What an enjoyable evening at Melissa's home tonight. Number one, her new house is looking so great and number two...THE FOOD! Always a highlight for my blogging, the food for this book club was wonderful. Melissa put together a few scrumptious dishes from the various places our dear, sweet Undine visits in this month's read, Custom of the Country. She tempted us with a French nicoise salad and creamy goat cheese with crackers, Italian bruschetta with thin slices of baugette and a dreamy New York style cheesecake. Not to mention fresh fruit and veg and iced sparkling/still waters. It was heavenly. Thank you so much to Melissa, who worked so hard to make everything so lovely. Huge success.

As for the conversation, Melissa also had some great trivia questions for us to answer and Ring Pop candies (that we could have "re-set" any time) as prizes. Our discussion included the topic of never being satisfied with what you have in the present in your life. We discussed our relation to Undine which seems to border on pure, unabashed hatred and maybe, sometimes, fear of similarity. Overall, I believe the club's feeling for this work of historical literature was "appreciation."
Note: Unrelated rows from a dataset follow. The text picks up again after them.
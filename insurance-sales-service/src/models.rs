use quote_flow::StepData;
use serde::{Deserialize, Serialize};

#[derive(Debug, Deserialize)]
pub struct StartFlowRequest {
    pub user_id: String,
    pub session_id: Option<String>,
    pub initial_data: Option<StepData>,
}

#[derive(Debug, Deserialize)]
pub struct RetreatRequest {
    pub target_step: usize,
}

#[derive(Debug, Deserialize)]
pub struct FlowRef {
    pub flow_id: String,
}

#[derive(Debug, Deserialize)]
pub struct ChatRequest {
    pub session_id: Option<String>,
    pub user_id: Option<String>,
    pub content: String,
}

#[derive(Debug, Serialize)]
pub struct ChatResponse {
    pub session_id: String,
    pub mode: quote_flow::SessionMode,
    #[serde(skip_serializing_if = "Option::is_none")]
    pub reply: Option<String>,
    /// Set instead of `reply` when the session is mid-flow: the client
    /// should render the pending step.
    #[serde(skip_serializing_if = "Option::is_none")]
    pub current_step: Option<quote_flow::StepView>,
}
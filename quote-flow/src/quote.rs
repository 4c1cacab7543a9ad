use std::sync::Arc;

use chrono::{DateTime, Utc};
use rust_decimal::Decimal;
use serde::{Deserialize, Serialize};
use tracing::{debug, info, warn};
use uuid::Uuid;

use crate::error::{FlowError, Result};
use crate::pricing::Premium;
use crate::repository::QuoteRepository;
use crate::session::CollectedData;

/// Lifecycle status of a quote.
#[derive(Debug, Clone, Copy, PartialEq, Eq, Serialize, Deserialize)]
#[serde(rename_all = "snake_case")]
pub enum QuoteStatus {
    Draft,
    Finalized,
    Abandoned,
}

/// Durable business record for one priced policy.
#[derive(Debug, Clone, Serialize, Deserialize)]
pub struct Quote {
    pub quote_id: String,
    pub session_id: String,
    pub flow_id: String,
    pub user_id: String,
    pub coverage_amount: Decimal,
    pub premium: Premium,
    pub underwriting_data: CollectedData,
    pub status: QuoteStatus,
    pub created_at: DateTime<Utc>,
    pub updated_at: DateTime<Utc>,
}

/// Enforces the quote lifecycle on top of the repository: at most one
/// non-abandoned quote per (session, flow), idempotent finalization,
/// abandon-never-delete.
#[derive(Clone)]
pub struct QuoteManager {
    repository: Arc<dyn QuoteRepository>,
}

impl QuoteManager {
    pub fn new(repository: Arc<dyn QuoteRepository>) -> Self {
        Self { repository }
    }

    pub async fn get(&self, quote_id: &str) -> Result<Quote> {
        self.repository
            .get_quote(quote_id)
            .await?
            .ok_or_else(|| FlowError::QuoteNotFound(quote_id.to_string()))
    }

    /// Create or refresh the draft quote for a (session, flow).
    ///
    /// If the active quote is already finalized this is a no-op returning the
    /// finalized record unchanged, which is how a racing duplicate of the
    /// terminal step resolves.
    pub async fn upsert_draft(
        &self,
        session_id: &str,
        flow_id: &str,
        user_id: &str,
        coverage_amount: Decimal,
        premium: Premium,
        underwriting_data: CollectedData,
    ) -> Result<Quote> {
        let existing = self.repository.find_active(session_id, flow_id).await?;
        let quote = match existing {
            Some(quote) if quote.status == QuoteStatus::Finalized => {
                debug!(quote_id = %quote.quote_id, "quote already finalized, skipping draft update");
                return Ok(quote);
            }
            Some(mut quote) => {
                quote.coverage_amount = coverage_amount;
                quote.premium = premium;
                quote.underwriting_data = underwriting_data;
                quote.updated_at = Utc::now();
                quote
            }
            None => {
                let now = Utc::now();
                let quote = Quote {
                    quote_id: Uuid::new_v4().to_string(),
                    session_id: session_id.to_string(),
                    flow_id: flow_id.to_string(),
                    user_id: user_id.to_string(),
                    coverage_amount,
                    premium,
                    underwriting_data,
                    status: QuoteStatus::Draft,
                    created_at: now,
                    updated_at: now,
                };
                info!(quote_id = %quote.quote_id, %session_id, %flow_id, "creating draft quote");
                quote
            }
        };
        self.repository.upsert_quote(quote).await
    }

    /// Transition a quote to finalized. Re-finalizing returns the existing
    /// finalized record unchanged; finalizing an abandoned quote is a
    /// conflict.
    pub async fn finalize(&self, quote_id: &str) -> Result<Quote> {
        let mut quote = self.get(quote_id).await?;
        match quote.status {
            QuoteStatus::Finalized => {
                debug!(%quote_id, "finalize replay, returning existing record");
                Ok(quote)
            }
            QuoteStatus::Abandoned => Err(FlowError::Conflict(format!(
                "quote {quote_id} was abandoned and cannot be finalized"
            ))),
            QuoteStatus::Draft => {
                quote.status = QuoteStatus::Finalized;
                quote.updated_at = Utc::now();
                info!(%quote_id, "finalizing quote");
                self.repository.upsert_quote(quote).await
            }
        }
    }

    /// Abandon the active draft quote for a (session, flow), if any.
    /// Finalized quotes are immutable business records and stay finalized.
    pub async fn abandon_active(&self, session_id: &str, flow_id: &str) -> Result<Option<Quote>> {
        match self.repository.find_active(session_id, flow_id).await? {
            Some(mut quote) if quote.status == QuoteStatus::Draft => {
                quote.status = QuoteStatus::Abandoned;
                quote.updated_at = Utc::now();
                info!(quote_id = %quote.quote_id, %session_id, %flow_id, "abandoning draft quote");
                Ok(Some(self.repository.upsert_quote(quote).await?))
            }
            Some(quote) => {
                warn!(quote_id = %quote.quote_id, status = ?quote.status, "cancel leaves non-draft quote untouched");
                Ok(None)
            }
            None => Ok(None),
        }
    }
}
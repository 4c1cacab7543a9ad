use std::time::Duration;

use anyhow::{Context, Result};

/// Environment-driven service configuration. Invalid numeric values are
/// startup errors, not silent defaults.
#[derive(Debug, Clone)]
pub struct ServiceConfig {
    pub bind_addr: String,
    pub database_url: Option<String>,
    pub session_ttl: Duration,
    pub draft_ttl: Duration,
}

impl ServiceConfig {
    pub fn from_env() -> Result<Self> {
        Ok(Self {
            bind_addr: std::env::var("BIND_ADDR").unwrap_or_else(|_| "0.0.0.0:3000".to_string()),
            database_url: std::env::var("DATABASE_URL").ok(),
            session_ttl: ttl_from_env("SESSION_TTL_SECS", 30 * 60)?,
            draft_ttl: ttl_from_env("DRAFT_TTL_SECS", 7 * 24 * 60 * 60)?,
        })
    }
}

fn ttl_from_env(var: &str, default_secs: u64) -> Result<Duration> {
    match std::env::var(var) {
        Ok(raw) => {
            let secs: u64 = raw
                .parse()
                .with_context(|| format!("{var} must be a whole number of seconds, got {raw:?}"))?;
            Ok(Duration::from_secs(secs))
        }
        Err(_) => Ok(Duration::from_secs(default_secs)),
    }
}
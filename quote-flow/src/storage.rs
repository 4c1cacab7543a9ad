use std::sync::Arc;
use std::time::{Duration, Instant};

use async_trait::async_trait;
use dashmap::DashMap;

use crate::error::{FlowError, Result};
use crate::session::{FormDraft, Session};

/// Ephemeral keyed byte cache backing sessions and drafts.
///
/// The engine only relies on get / set-with-ttl / delete, so any Redis-like
/// store can slot in.
#[async_trait]
pub trait Cache: Send + Sync {
    async fn get(&self, key: &str) -> Result<Option<Vec<u8>>>;
    async fn set(&self, key: &str, value: Vec<u8>, ttl: Duration) -> Result<()>;
    async fn delete(&self, key: &str) -> Result<()>;
}

struct CacheEntry {
    value: Vec<u8>,
    expires_at: Instant,
}

/// In-memory implementation of [`Cache`] with lazy per-entry expiry.
pub struct InMemoryCache {
    entries: DashMap<String, CacheEntry>,
}

impl InMemoryCache {
    pub fn new() -> Self {
        Self {
            entries: DashMap::new(),
        }
    }
}

impl Default for InMemoryCache {
    fn default() -> Self {
        Self::new()
    }
}

#[async_trait]
impl Cache for InMemoryCache {
    async fn get(&self, key: &str) -> Result<Option<Vec<u8>>> {
        if let Some(entry) = self.entries.get(key) {
            if entry.expires_at > Instant::now() {
                return Ok(Some(entry.value.clone()));
            }
        } else {
            return Ok(None);
        }
        // Expired: drop the entry.
        self.entries.remove(key);
        Ok(None)
    }

    async fn set(&self, key: &str, value: Vec<u8>, ttl: Duration) -> Result<()> {
        self.entries.insert(
            key.to_string(),
            CacheEntry {
                value,
                expires_at: Instant::now() + ttl,
            },
        );
        Ok(())
    }

    async fn delete(&self, key: &str) -> Result<()> {
        self.entries.remove(key);
        Ok(())
    }
}

/// TTLs for the two cache-backed records. The constructor rejects a draft
/// TTL shorter than the session TTL: drafts must outlive sessions so a user
/// can resume after the live session expires.
#[derive(Debug, Clone, Copy)]
pub struct StoreConfig {
    pub session_ttl: Duration,
    pub draft_ttl: Duration,
}

impl StoreConfig {
    pub fn new(session_ttl: Duration, draft_ttl: Duration) -> Result<Self> {
        if draft_ttl < session_ttl {
            return Err(FlowError::Config(format!(
                "draft TTL ({draft_ttl:?}) must be at least the session TTL ({session_ttl:?})"
            )));
        }
        Ok(Self {
            session_ttl,
            draft_ttl,
        })
    }
}

impl Default for StoreConfig {
    fn default() -> Self {
        Self {
            session_ttl: Duration::from_secs(30 * 60),
            draft_ttl: Duration::from_secs(7 * 24 * 60 * 60),
        }
    }
}

fn session_key(session_id: &str) -> String {
    format!("session:{session_id}")
}

fn draft_key(session_id: &str, flow_id: &str) -> String {
    format!("draft:{session_id}:{flow_id}")
}

fn encode<T: serde::Serialize>(value: &T) -> Result<Vec<u8>> {
    serde_json::to_vec(value).map_err(|e| FlowError::Storage(format!("encode failed: {e}")))
}

fn decode<T: serde::de::DeserializeOwned>(bytes: &[u8]) -> Result<T> {
    serde_json::from_slice(bytes).map_err(|e| FlowError::Storage(format!("decode failed: {e}")))
}

/// Typed adapter over the cache for [`Session`] records.
#[derive(Clone)]
pub struct SessionStore {
    cache: Arc<dyn Cache>,
    ttl: Duration,
}

impl SessionStore {
    pub fn new(cache: Arc<dyn Cache>, ttl: Duration) -> Self {
        Self { cache, ttl }
    }

    pub async fn save(&self, session: &Session) -> Result<()> {
        self.cache
            .set(&session_key(&session.session_id), encode(session)?, self.ttl)
            .await
    }

    pub async fn get(&self, session_id: &str) -> Result<Option<Session>> {
        match self.cache.get(&session_key(session_id)).await? {
            Some(bytes) => Ok(Some(decode(&bytes)?)),
            None => Ok(None),
        }
    }

    pub async fn delete(&self, session_id: &str) -> Result<()> {
        self.cache.delete(&session_key(session_id)).await
    }
}

/// Typed adapter over the cache for [`FormDraft`] snapshots.
#[derive(Clone)]
pub struct DraftStore {
    cache: Arc<dyn Cache>,
    ttl: Duration,
}

impl DraftStore {
    pub fn new(cache: Arc<dyn Cache>, ttl: Duration) -> Self {
        Self { cache, ttl }
    }

    pub async fn save(&self, draft: &FormDraft) -> Result<()> {
        self.cache
            .set(
                &draft_key(&draft.session_id, &draft.flow_id),
                encode(draft)?,
                self.ttl,
            )
            .await
    }

    pub async fn get(&self, session_id: &str, flow_id: &str) -> Result<Option<FormDraft>> {
        match self.cache.get(&draft_key(session_id, flow_id)).await? {
            Some(bytes) => Ok(Some(decode(&bytes)?)),
            None => Ok(None),
        }
    }

    pub async fn delete(&self, session_id: &str, flow_id: &str) -> Result<()> {
        self.cache.delete(&draft_key(session_id, flow_id)).await
    }
}
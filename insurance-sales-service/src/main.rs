use std::sync::Arc;

use anyhow::Context;
use insurance_sales_service::{AppState, ProductCatalogAnswerer, ServiceConfig, build_router, flows};
use quote_flow::{
    FlowEngine, InMemoryCache, InMemoryQuoteRepository, PostgresQuoteRepository, PricingConfig,
    QuoteRepository, StoreConfig,
};
use tracing::{error, info};
use tracing_subscriber::{layer::SubscriberExt, util::SubscriberInitExt};

/// Initialize structured JSON tracing based on environment variables
fn init_tracing() {
    let log_format = std::env::var("LOG_FORMAT").unwrap_or_else(|_| "json".to_string());
    let env_filter = tracing_subscriber::EnvFilter::try_from_default_env().unwrap_or_else(|_| {
        "insurance_sales_service=debug,quote_flow=debug,tower_http=debug".into()
    });

    match log_format.as_str() {
        "pretty" => {
            // Human-readable logging for development
            tracing_subscriber::registry()
                .with(env_filter)
                .with(tracing_subscriber::fmt::layer().pretty())
                .init();
        }
        _ => {
            // Structured JSON logging for production
            tracing_subscriber::registry()
                .with(env_filter)
                .with(
                    tracing_subscriber::fmt::layer()
                        .json()
                        .with_target(true)
                        .with_level(true),
                )
                .init();
        }
    }
}

#[tokio::main]
async fn main() -> anyhow::Result<()> {
    init_tracing();

    let config = ServiceConfig::from_env()?;

    // Check for DATABASE_URL and use PostgreSQL if available, otherwise use in-memory
    let repository: Arc<dyn QuoteRepository> = if let Some(database_url) = &config.database_url {
        match PostgresQuoteRepository::connect(database_url).await {
            Ok(postgres) => {
                info!("Using PostgreSQL quote repository");
                Arc::new(postgres)
            }
            Err(e) => {
                error!("Failed to connect to PostgreSQL: {e}. Falling back to in-memory storage.");
                Arc::new(InMemoryQuoteRepository::new())
            }
        }
    } else {
        info!("Using in-memory quote repository (set DATABASE_URL to use PostgreSQL)");
        Arc::new(InMemoryQuoteRepository::new())
    };

    let registry = Arc::new(flows::build_registry().context("failed to build flow registry")?);
    for flow in registry.list() {
        info!(flow_id = %flow.flow_id, product = %flow.product_name, "registered flow");
    }

    let store_config = StoreConfig::new(config.session_ttl, config.draft_ttl)
        .context("invalid session/draft TTL configuration")?;
    let engine = Arc::new(FlowEngine::new(
        registry.clone(),
        Arc::new(InMemoryCache::new()),
        repository.clone(),
        store_config,
        PricingConfig::default(),
    ));

    let app_state = AppState {
        engine,
        repository,
        answerer: Arc::new(ProductCatalogAnswerer::new(registry.list())),
    };
    let app = build_router(app_state);

    let listener = tokio::net::TcpListener::bind(&config.bind_addr)
        .await
        .with_context(|| format!("failed to bind {}", config.bind_addr))?;

    info!("Server running on http://{}", config.bind_addr);

    axum::serve(listener, app).await?;
    Ok(())
}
Please note the following change: Our October read will be The Last Lecture by Randy Pausch. Here is a little teaser:

"We cannot change the cards we are dealt, just how we play the hand."
--Randy Pausch

A lot of professors give talks titled "The Last Lecture." Professors are asked to consider their demise and to ruminate on what matters most to them. And while they speak, audiences can't help but mull the same question: What wisdom would we impart to the world if we knew it was our last chance? If we had to vanish tomorrow, what would we want as our legacy?

When Randy Pausch, a computer science professor at Carnegie Mellon, was asked to give such a lecture, he didn't have to imagine it as his last, since he had recently been diagnosed with terminal cancer. But the lecture he gave--"Really Achieving Your Childhood Dreams"--wasn't about dying. It was about the importance of overcoming obstacles, of enabling the dreams of others, of seizing every moment (because "time is all you have...and you may find one day that you have less than you think"). It was a summation of everything Randy had come to believe. It was about living.

In this book, Randy Pausch has combined the humor, inspiration and intelligence that made his lecture such a phenomenon and given it an indelible form. It is a book that will be shared for generations to come.




This book club meeting will be at Peggy's house on Tuesday, October 27th. In November we will be reading Tallgrass by Sandra Dallas and meeting at Lorraine's home. Happy reading!